In some embodiments, the method further comprises: and when the statistical result of one fault type meets the corresponding determination standard of the fault type, obtaining an improvement suggestion according to the fault type and outputting the improvement suggestion. For example, an improvement for the failure type "steel mesh clogging (same position continuous)" is suggested as "cleaning the steel mesh".

According to the method, firstly, according to the oven error information of at least one element on a PCB output by the oven AOI equipment, the SPI error information and/or the oven error information corresponding to the element of the PCB are/is obtained from the SPI equipment and the oven AOI equipment; secondly, generating a plurality of error rule records according to the furnace error information, the SPI error information and the furnace error information and preset error generation rules; and finally, carrying out classified statistics on each error rule record according to each fault type, determining a fault position according to the fault type and outputting the fault position and the fault type when the statistical result of one fault type meets the corresponding determination standard of the fault type. The method of the invention can quickly and accurately position the fault position and fault type, thereby improving the product quality and the automation level of the PCB production line.

According to an embodiment of the invention, a readable storage medium is provided, which stores a computer program which, when executed by a processor, performs the method steps of any of the embodiments of the invention.
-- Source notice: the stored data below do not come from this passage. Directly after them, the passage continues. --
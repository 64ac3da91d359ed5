//! Camera: origin, orthonormal basis, intrinsics, and the view matrix
//! and frustum derived from them at construction.
//!
//! # Convention
//!
//! The view matrix's rows are (right, up, forward, origin) in that
//! order: the last row is the camera's translation, not its negation —
//! the pipeline right-multiplies world-space positions by this matrix
//! directly, just like every other transform in this crate.

use crate::frustum::Frustum;
use crate::math::{Mat3, Mat4, Vec3};
use crate::object::Object;

#[derive(Debug, Clone)]
pub struct Camera {
    origin: Vec3,
    basis: Mat3,
    vfov: f32,
    aspect: f32,
    focal: f32,
    viewport_height: f32,
    viewport_width: f32,
    view: Mat4,
    frustum: Frustum,
}

impl Camera {
    pub fn new(origin: Vec3, vfov: f32, aspect: f32, focal: f32) -> Self {
        let basis = Mat3::identity();
        let viewport_height = 2.0 * focal * (vfov / 2.0).tan();
        let viewport_width = viewport_height * aspect;

        let view = Self::build_view(origin, basis);
        let frustum = Self::build_frustum(focal, viewport_width, viewport_height);

        Self {
            origin,
            basis,
            vfov,
            aspect,
            focal,
            viewport_height,
            viewport_width,
            view,
            frustum,
        }
    }

    fn build_view(origin: Vec3, basis: Mat3) -> Mat4 {
        Mat4::new([
            [basis.i().x, basis.i().y, basis.i().z, 0.0],
            [basis.j().x, basis.j().y, basis.j().z, 0.0],
            [basis.k().x, basis.k().y, basis.k().z, 0.0],
            [origin.x, origin.y, origin.z, 1.0],
        ])
    }

    fn build_frustum(focal: f32, viewport_width: f32, viewport_height: f32) -> Frustum {
        let half_w = viewport_width / 2.0;
        let half_h = viewport_height / 2.0;
        let top_left = Vec3::new(-half_w, half_h, focal);
        let top_right = Vec3::new(half_w, half_h, focal);
        let bottom_left = Vec3::new(-half_w, -half_h, focal);
        let bottom_right = Vec3::new(half_w, -half_h, focal);
        Frustum::new(focal, top_left, top_right, bottom_left, bottom_right)
    }

    pub fn origin(&self) -> Vec3 {
        self.origin
    }

    pub fn focal(&self) -> f32 {
        self.focal
    }

    pub fn aspect(&self) -> f32 {
        self.aspect
    }

    pub fn vfov(&self) -> f32 {
        self.vfov
    }

    pub fn viewport_height(&self) -> f32 {
        self.viewport_height
    }

    pub fn viewport_width(&self) -> f32 {
        self.viewport_width
    }

    pub fn view_matrix(&self) -> Mat4 {
        self.view
    }

    pub fn frustum(&self) -> &Frustum {
        &self.frustum
    }

    /// Transforms `obj`'s world-space bounding sphere center by the
    /// view matrix, and rejects it iff any enforced frustum plane puts
    /// the sphere entirely outside.
    pub fn object_in_frustum(&self, obj: &Object) -> bool {
        let sphere = obj.world_bounding_sphere();
        let center_view = sphere.center * self.view;
        !self.frustum.sphere_outside(center_view, sphere.radius)
    }

    /// Right-multiplies the view matrix by a translation built from
    /// `v`, so the camera moves by `v` in its own current frame.
    pub fn move_by(&mut self, v: Vec3) {
        self.view = self.view * Mat4::translation(v.x, v.y, v.z);
    }

    /// Right-multiplies the view matrix by the inverse Y-rotation
    /// matrix: rotating the camera by `radians` is expressed as
    /// rotating the world by `-radians`.
    pub fn rotate_y(&mut self, radians: f32) {
        self.view = self.view * Mat4::rotation_y(radians).rotation_inverse();
    }
}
Through the above description of the embodiments, those skilled in the art will clearly understand that each embodiment can be implemented by software plus a general hardware platform, and certainly can also be implemented by hardware. Based on such understanding, the technical solutions mentioned above may be embodied in the form of a software product, which may be stored in a readable storage medium, such as a ROM/RAM, a magnetic disk, an optical disk, etc., and includes instructions for causing a computer device (which may be a personal computer, a server, or a network device, etc.) to execute the method according to the embodiments or some parts of the embodiments.
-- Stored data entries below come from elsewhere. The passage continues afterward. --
//! Perspective-correct scanline fill shared by flat, Gouraud, and Phong
//! shading.
//!
//! Triangles are walked directly in NDC space: `y` steps by `2/H`, `x`
//! by `2/W`, matching [`FrameBuffer::put_pixel_ndc`]'s unit-square
//! convention, so no pixel-space rounding happens anywhere in this
//! module. `1/z` is the attribute actually interpolated (not `z`),
//! which is what makes the result perspective-correct; `z` itself is
//! only reconstructed where a shading model needs an actual point
//! (Phong).
//!
//! Every intermediate value — screen x, `1/z`, normal, color — is
//! carried together in one [`ScanVertex`] and swapped/interpolated as
//! a unit. The source this crate is grounded on suffered real bugs
//! from swapping `x` without its paired `z` or normal; keeping one
//! struct instead of four parallel scalars removes that failure mode
//! by construction.

use crate::camera::Camera;
use crate::color::Color;
use crate::light::{AmbientLight, PointLight};
use crate::math::{linear_interpolate, Vec3};
use crate::mesh::Vertex3;

use super::{project_to_ndc, FrameBuffer};

#[derive(Debug, Clone, Copy, PartialEq, Eq)]
pub enum ShadingMode {
    Flat,
    Gouraud,
    Phong,
}

#[derive(Debug, Clone, Copy)]
struct ScanVertex {
    x: f32,
    y: f32,
    inv_z: f32,
    normal: Vec3,
    color: Color,
}

fn project(camera: &Camera, v: Vertex3) -> ScanVertex {
    let (x, y) = project_to_ndc(v.point, camera);
    ScanVertex {
        x,
        y,
        inv_z: 1.0 / v.point.z,
        normal: v.normal,
        color: v.color,
    }
}

fn lerp_normal(t: f32, t0: f32, a: Vec3, t1: f32, b: Vec3) -> Vec3 {
    Vec3::new(
        linear_interpolate(t, t0, a.x, t1, b.x),
        linear_interpolate(t, t0, a.y, t1, b.y),
        linear_interpolate(t, t0, a.z, t1, b.z),
    )
}

/// Interpolates every attribute at `y`, anchored between `a` and `b`
/// (by their `.y`). Used to find the edge positions for a scanline.
fn lerp_edge(y: f32, a: ScanVertex, b: ScanVertex) -> ScanVertex {
    ScanVertex {
        x: linear_interpolate(y, a.y, a.x, b.y, b.x),
        y,
        inv_z: linear_interpolate(y, a.y, a.inv_z, b.y, b.inv_z),
        normal: lerp_normal(y, a.y, a.normal, b.y, b.normal),
        color: Color::lerp(y, a.y, a.color, b.y, b.color),
    }
}

/// Interpolates every attribute at `x`, anchored between `start` and
/// `end` (by their `.x`). Used to walk one scanline.
fn lerp_span(x: f32, start: ScanVertex, end: ScanVertex) -> ScanVertex {
    ScanVertex {
        x,
        y: start.y,
        inv_z: linear_interpolate(x, start.x, start.inv_z, end.x, end.inv_z),
        normal: lerp_normal(x, start.x, start.normal, end.x, end.normal),
        color: Color::lerp(x, start.x, start.color, end.x, end.color),
    }
}

/// Inverse of [`project_to_ndc`]: reconstructs the view-space point a
/// fragment's interpolated `1/z` came from, for shading models that
/// need an actual position rather than just a depth key.
fn unproject(camera: &Camera, ndc_x: f32, ndc_y: f32, inv_z: f32) -> Vec3 {
    let z = 1.0 / inv_z;
    let d = camera.origin().z + camera.focal();
    let view_x = ndc_x * (camera.viewport_width() / 2.0) * z / d;
    let view_y = ndc_y * (camera.viewport_height() / 2.0) * z / d;
    Vec3::new(view_x, view_y, z)
}

/// Sorts three projected vertices by ascending `y`, swapping whole
/// vertices so `x`/`1/z`/normal/color never desync from the vertex
/// they belong to.
fn sort_by_y(mut p0: ScanVertex, mut p1: ScanVertex, mut p2: ScanVertex) -> (ScanVertex, ScanVertex, ScanVertex) {
    if p1.y < p0.y {
        std::mem::swap(&mut p0, &mut p1);
    }
    if p2.y < p1.y {
        std::mem::swap(&mut p1, &mut p2);
    }
    if p1.y < p0.y {
        std::mem::swap(&mut p0, &mut p1);
    }
    (p0, p1, p2)
}

fn scan_row(fb: &mut FrameBuffer, y: f32, a: ScanVertex, b: ScanVertex, dx: f32, shade: &mut dyn FnMut(f32, f32, f32, Vec3, Color) -> Color) {
    let (start, end) = if a.x <= b.x { (a, b) } else { (b, a) };
    let mut x = start.x;
    while x <= end.x {
        let frag = lerp_span(x, start, end);
        let color = shade(x, y, frag.inv_z, frag.normal, frag.color);
        fb.put_pixel_ndc(x, y, frag.inv_z, color);
        x += dx;
    }
}

/// Walks the triangle top half (`p0`→`p1` short edge) then bottom half
/// (`p1`→`p2` short edge), the long edge always being `p0`→`p2`, and
/// calls `shade` once per fragment to turn interpolated attributes
/// into a final color.
fn walk(fb: &mut FrameBuffer, camera: &Camera, v0: Vertex3, v1: Vertex3, v2: Vertex3, mut shade: impl FnMut(f32, f32, f32, Vec3, Color) -> Color) {
    let (p0, p1, p2) = sort_by_y(project(camera, v0), project(camera, v1), project(camera, v2));

    let dy = 2.0 / fb.height() as f32;
    let dx = 2.0 / fb.width() as f32;

    let mut y = p0.y;
    while y < p1.y {
        let long = lerp_edge(y, p0, p2);
        let short = lerp_edge(y, p0, p1);
        scan_row(fb, y, long, short, dx, &mut shade);
        y += dy;
    }

    let mut y = p1.y;
    while y <= p2.y {
        let long = lerp_edge(y, p0, p2);
        let short = lerp_edge(y, p1, p2);
        scan_row(fb, y, long, short, dx, &mut shade);
        y += dy;
    }
}

/// Face normal (unnormalized direction; normalized before use) and
/// centroid of a triangle's own (possibly post-clip) vertices.
fn face_normal_and_centroid(v0: Vertex3, v1: Vertex3, v2: Vertex3) -> (Vec3, Vec3) {
    let normal = (v1.point - v0.point).cross(v2.point - v0.point).normalize();
    let centroid = Vec3::average(v0.point, v1.point, v2.point);
    (normal, centroid)
}

/// Bakes flat intensity (one value for the whole face, from its own
/// normal and centroid) into all three vertex colors.
fn lit_flat(light: &PointLight, ambient: &AmbientLight, v0: Vertex3, v1: Vertex3, v2: Vertex3) -> [Vertex3; 3] {
    let (normal, centroid) = face_normal_and_centroid(v0, v1, v2);
    let intensity = ambient.intensity + light.intensity_flat(normal, centroid);
    [
        Vertex3::new(v0.point, v0.normal, v0.color * intensity),
        Vertex3::new(v1.point, v1.normal, v1.color * intensity),
        Vertex3::new(v2.point, v2.normal, v2.color * intensity),
    ]
}

/// Bakes per-vertex Gouraud intensity into each vertex's own color;
/// the scanline then interpolates already-lit colors with no further
/// per-fragment lighting.
fn lit_gouraud(light: &PointLight, ambient: &AmbientLight, v0: Vertex3, v1: Vertex3, v2: Vertex3) -> [Vertex3; 3] {
    let light_vertex = |v: Vertex3| {
        let normal = v.normal.normalize();
        let intensity = ambient.intensity + light.intensity_gouraud(v.point, normal);
        Vertex3::new(v.point, v.normal, v.color * intensity)
    };
    [light_vertex(v0), light_vertex(v1), light_vertex(v2)]
}

/// Rasterizes one already-clipped triangle under `mode`, writing into
/// `fb`'s color and depth buffers. `v0`/`v1`/`v2` are in view space.
pub fn rasterize_triangle(
    fb: &mut FrameBuffer,
    camera: &Camera,
    light: &PointLight,
    ambient: &AmbientLight,
    mode: ShadingMode,
    v0: Vertex3,
    v1: Vertex3,
    v2: Vertex3,
) {
    match mode {
        ShadingMode::Flat => {
            let [v0, v1, v2] = lit_flat(light, ambient, v0, v1, v2);
            walk(fb, camera, v0, v1, v2, |_, _, _, _, color| color);
        }
        ShadingMode::Gouraud => {
            let [v0, v1, v2] = lit_gouraud(light, ambient, v0, v1, v2);
            walk(fb, camera, v0, v1, v2, |_, _, _, _, color| color);
        }
        ShadingMode::Phong => {
            let camera_origin = camera.origin();
            walk(fb, camera, v0, v1, v2, move |x, y, inv_z, normal, color| {
                if normal.length() == 0.0 {
                    return Color::BLACK;
                }
                let point = unproject(camera, x, y, inv_z);
                let view_dir = camera_origin - point;
                let intensity = ambient.intensity + light.intensity_phong(point, normal.normalize(), view_dir);
                color * intensity
            });
        }
    }
}

#[cfg(test)]
mod tests {
    use super::*;
    use crate::color::Color;

    fn camera() -> Camera {
        Camera::new(Vec3::ZERO, std::f32::consts::FRAC_PI_2, 1.0, 1.0)
    }

    fn tri(z: f32) -> (Vertex3, Vertex3, Vertex3) {
        (
            Vertex3::new(Vec3::new(-0.3, -0.3, z), Vec3::UP, Color::WHITE),
            Vertex3::new(Vec3::new(0.3, -0.3, z), Vec3::UP, Color::WHITE),
            Vertex3::new(Vec3::new(0.0, 0.3, z), Vec3::UP, Color::WHITE),
        )
    }

    #[test]
    fn flat_shading_writes_pixels_and_depth() {
        let mut fb = FrameBuffer::new(32, 32);
        let (v0, v1, v2) = tri(3.0);
        let light = PointLight::new(Vec3::new(0.0, 10.0, 0.0), 1.0, 10.0);
        let ambient = AmbientLight::new(0.2);
        rasterize_triangle(&mut fb, &camera(), &light, &ambient, ShadingMode::Flat, v0, v1, v2);
        assert!(fb.depth_buffer().iter().any(|&d| d > 0.0));
    }

    #[test]
    fn nearer_triangle_wins_depth_test_over_farther_one() {
        let mut fb = FrameBuffer::new(32, 32);
        let light = PointLight::new(Vec3::new(0.0, 10.0, 0.0), 1.0, 10.0);
        let ambient = AmbientLight::new(1.0);

        let (v0, v1, v2) = tri(10.0);
        rasterize_triangle(&mut fb, &camera(), &light, &ambient, ShadingMode::Flat, v0, v1, v2);
        let far_depth = fb.depth_buffer()[16 * 32 + 16];

        let (v0, v1, v2) = tri(3.0);
        rasterize_triangle(&mut fb, &camera(), &light, &ambient, ShadingMode::Flat, v0, v1, v2);
        let near_depth = fb.depth_buffer()[16 * 32 + 16];

        assert!(near_depth > far_depth);
    }

    #[test]
    fn phong_produces_a_specular_highlight_brighter_than_gouraud() {
        let light = PointLight::new(Vec3::new(0.0, 2.0, 2.5), 1.0, 20.0);
        let ambient = AmbientLight::new(0.0);
        let camera = camera();

        let v0 = Vertex3::new(Vec3::new(-0.5, -0.5, 3.0), Vec3::new(-0.2, 0.3, 1.0).normalize(), Color::WHITE);
        let v1 = Vertex3::new(Vec3::new(0.5, -0.5, 3.0), Vec3::new(0.2, 0.3, 1.0).normalize(), Color::WHITE);
        let v2 = Vertex3::new(Vec3::new(0.0, 0.5, 3.0), Vec3::UP, Color::WHITE);

        let mut phong_fb = FrameBuffer::new(64, 64);
        rasterize_triangle(&mut phong_fb, &camera, &light, &ambient, ShadingMode::Phong, v0, v1, v2);

        let mut gouraud_fb = FrameBuffer::new(64, 64);
        rasterize_triangle(&mut gouraud_fb, &camera, &light, &ambient, ShadingMode::Gouraud, v0, v1, v2);

        let brightest = |fb: &FrameBuffer| {
            fb.color_buffer()
                .iter()
                .map(|&p| Color::unpack(p).r as u32)
                .max()
                .unwrap_or(0)
        };
        assert!(brightest(&phong_fb) >= brightest(&gouraud_fb));
    }
}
Finally, it should be noted that: the above examples are only intended to illustrate the technical solution of the present invention, but not to limit it; within the idea of the invention, also technical features in the above embodiments or in different embodiments may be combined, steps may be implemented in any order, and there are many other variations of the different aspects of the invention as described above, which are not provided in detail for the sake of brevity; although the present invention has been described in detail with reference to the foregoing embodiments, it will be understood by those of ordinary skill in the art that: the technical solutions described in the foregoing embodiments may still be modified, or some technical features may be equivalently replaced; and the modifications or the substitutions do not make the essence of the corresponding technical solutions depart from the scope of the technical solutions of the embodiments of the present application.